Impairments of episodic memory, the capacity to remember and re-live details from one’s past, are common across mental illnesses, but are particularly severe in those with late adolescent onset, such as schizophrenia and major depression. Using mice, we demonstrate that during late adolescence, the retrosplenial cortex (RSP), an established hub of episodic memory and default mode networks, undergoes extensive reorganization, interfering with memory functions and potentially increasing vulnerability to these illnesses. Specifically, we demonstrated that the levels of perineuronal nets (PNN), key PNN constituents, and parvalbumin-positive (PVALB) interneurons established during early adolescence (p30), significantly declined by late adolescence(p60-75). Using context fear conditioning (CFC), we found that these structural, molecular, and cellular changes facilitated the formation of long-lasting and context-specific memories, but at the expense of memories acquired during early adolescence.
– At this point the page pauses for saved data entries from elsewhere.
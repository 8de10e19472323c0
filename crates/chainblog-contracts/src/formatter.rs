//! Normalization of raw contract tuples into the canonical post model.

use alloy::primitives::{Address, U256};
use chainblog_types::{AbiVersion, ChainId, Post};
use regex::Regex;
use std::sync::OnceLock;

use crate::abi::{ChainBlogV5, ChainBlogV6};

/// Version-agnostic raw post tuple as decoded from a contract read.
///
/// The optional fields only exist on V6 chains. `chain_label` is carried by
/// the on-chain tuple but dropped during normalization.
#[derive(Debug, Clone, Default)]
pub struct RawPost {
	pub id: U256,
	pub title: String,
	pub content: String,
	pub author: Address,
	pub author_name: String,
	pub created_at: U256,
	pub updated_at: U256,
	pub chain_label: String,
	pub exists: bool,
	pub cover_image_url: Option<String>,
	pub image_count: Option<u8>,
}

impl From<ChainBlogV5::PostRow> for RawPost {
	fn from(row: ChainBlogV5::PostRow) -> Self {
		Self {
			id: row.id,
			title: row.title,
			content: row.content,
			author: row.author,
			author_name: row.authorName,
			created_at: row.createdAt,
			updated_at: row.updatedAt,
			chain_label: row.chainLabel,
			exists: row.exists,
			cover_image_url: None,
			image_count: None,
		}
	}
}

impl From<ChainBlogV6::PostRow> for RawPost {
	fn from(row: ChainBlogV6::PostRow) -> Self {
		Self {
			id: row.id,
			title: row.title,
			content: row.content,
			author: row.author,
			author_name: row.authorName,
			created_at: row.createdAt,
			updated_at: row.updatedAt,
			chain_label: row.chainLabel,
			exists: row.exists,
			cover_image_url: Some(row.coverImageUrl),
			image_count: Some(row.imageCount),
		}
	}
}

impl From<ChainBlogV5::postsReturn> for RawPost {
	fn from(row: ChainBlogV5::postsReturn) -> Self {
		Self {
			id: row.id,
			title: row.title,
			content: row.content,
			author: row.author,
			author_name: row.authorName,
			created_at: row.createdAt,
			updated_at: row.updatedAt,
			chain_label: row.chainLabel,
			exists: row.exists,
			cover_image_url: None,
			image_count: None,
		}
	}
}

impl From<ChainBlogV6::postsReturn> for RawPost {
	fn from(row: ChainBlogV6::postsReturn) -> Self {
		Self {
			id: row.id,
			title: row.title,
			content: row.content,
			author: row.author,
			author_name: row.authorName,
			created_at: row.createdAt,
			updated_at: row.updatedAt,
			chain_label: row.chainLabel,
			exists: row.exists,
			cover_image_url: Some(row.coverImageUrl),
			image_count: Some(row.imageCount),
		}
	}
}

/// Converts a raw tuple into a canonical [`Post`].
///
/// V6 chains populate the cover/image fields; V5 chains force them to
/// empty/zero regardless of raw content. Numeric coercion is defensive:
/// values that do not fit the canonical width collapse to 0 instead of
/// raising.
pub fn format_post(raw: RawPost, chain_id: ChainId, version: AbiVersion) -> Post {
	let (cover_image_url, image_count) = match version {
		AbiVersion::V5 => (String::new(), 0),
		AbiVersion::V6 => (
			raw.cover_image_url.unwrap_or_default(),
			u32::from(raw.image_count.unwrap_or(0)),
		),
	};

	Post {
		chain_id,
		id: clamp_u64(raw.id),
		title: raw.title,
		content: raw.content,
		author: raw.author,
		author_name: raw.author_name,
		created_at: clamp_u64(raw.created_at),
		updated_at: clamp_u64(raw.updated_at),
		exists: raw.exists,
		cover_image_url,
		image_count,
	}
}

fn clamp_u64(value: U256) -> u64 {
	u64::try_from(value).unwrap_or(0)
}

fn image_regex() -> &'static Regex {
	static MD_IMAGE: OnceLock<Regex> = OnceLock::new();
	MD_IMAGE.get_or_init(|| Regex::new(r"!\[[^\]]*\]\(([^)]*)\)").unwrap())
}

/// Returns the URL of the first markdown image reference (`![alt](url)`)
/// in the content, if any.
///
/// Best-effort heuristic used as the gallery fallback when a post has no
/// explicit cover; kept here so it can evolve independently of aggregation.
pub fn first_markdown_image(content: &str) -> Option<&str> {
	image_regex()
		.captures(content)
		.and_then(|caps| caps.get(1))
		.map(|m| m.as_str())
		.filter(|url| !url.is_empty())
}

/// Counts markdown image references, saturating at the `uint8` range of the
/// V6 `imageCount` field.
pub fn count_markdown_images(content: &str) -> u8 {
	content.matches("![").count().min(u8::MAX as usize) as u8
}

#[cfg(test)]
mod tests {
	use super::*;

	fn raw(created_at: u64) -> RawPost {
		RawPost {
			id: U256::from(1),
			title: "t".into(),
			content: "c".into(),
			author: Address::ZERO,
			author_name: "a".into(),
			created_at: U256::from(created_at),
			updated_at: U256::from(created_at),
			exists: true,
			..Default::default()
		}
	}

	#[test]
	fn test_v5_posts_never_carry_image_fields() {
		let mut tuple = raw(10);
		// Even a malformed V5 tuple carrying image data must normalize to
		// empty/zero.
		tuple.cover_image_url = Some("https://img/sneaky.png".into());
		tuple.image_count = Some(7);

		let post = format_post(tuple, ChainId(100), AbiVersion::V5);
		assert_eq!(post.cover_image_url, "");
		assert_eq!(post.image_count, 0);
	}

	#[test]
	fn test_v6_posts_keep_image_fields() {
		let mut tuple = raw(10);
		tuple.cover_image_url = Some("https://img/cover.png".into());
		tuple.image_count = Some(3);

		let post = format_post(tuple, ChainId(0xa5bd), AbiVersion::V6);
		assert_eq!(post.cover_image_url, "https://img/cover.png");
		assert_eq!(post.image_count, 3);
	}

	#[test]
	fn test_out_of_range_numerics_collapse_to_zero() {
		let mut tuple = raw(10);
		tuple.id = U256::MAX;
		tuple.created_at = U256::from(u64::MAX) + U256::from(1);

		let post = format_post(tuple, ChainId(100), AbiVersion::V5);
		assert_eq!(post.id, 0);
		assert_eq!(post.created_at, 0);
		assert_eq!(post.updated_at, 10);
	}

	#[test]
	fn test_first_markdown_image() {
		assert_eq!(
			first_markdown_image("intro ![alt](https://img/1.png) more"),
			Some("https://img/1.png")
		);
		assert_eq!(
			first_markdown_image("![](https://img/bare.png) ![x](https://img/2.png)"),
			Some("https://img/bare.png")
		);
		assert_eq!(first_markdown_image("no images here"), None);
		// An empty target is not a usable image reference.
		assert_eq!(first_markdown_image("![alt]()"), None);
	}

	#[test]
	fn test_count_markdown_images() {
		assert_eq!(count_markdown_images("plain text"), 0);
		assert_eq!(count_markdown_images("![a](u) and ![b](v)"), 2);
	}
}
Interestingly, early adolescent memories spontaneously recovered by middle adulthood but lost context specificity. The observed neurobiological and behavioral changes were attenuated by stabilizing PNN, and exacerbated by disrupting PNN, suggesting that PVALB neuron loss and memory expression deficits were secondary to PNN degradation. These findings showed that despite its superior performance during early adolescence relative to early life, the RSP memory circuit does not show full cortical maturity until late adolescence. In susceptible individuals, the observed dynamics of the extracellular matrix and PVALB neurons could interact with genetic factors, increasing risk for the development of late adolescent psychopathologies.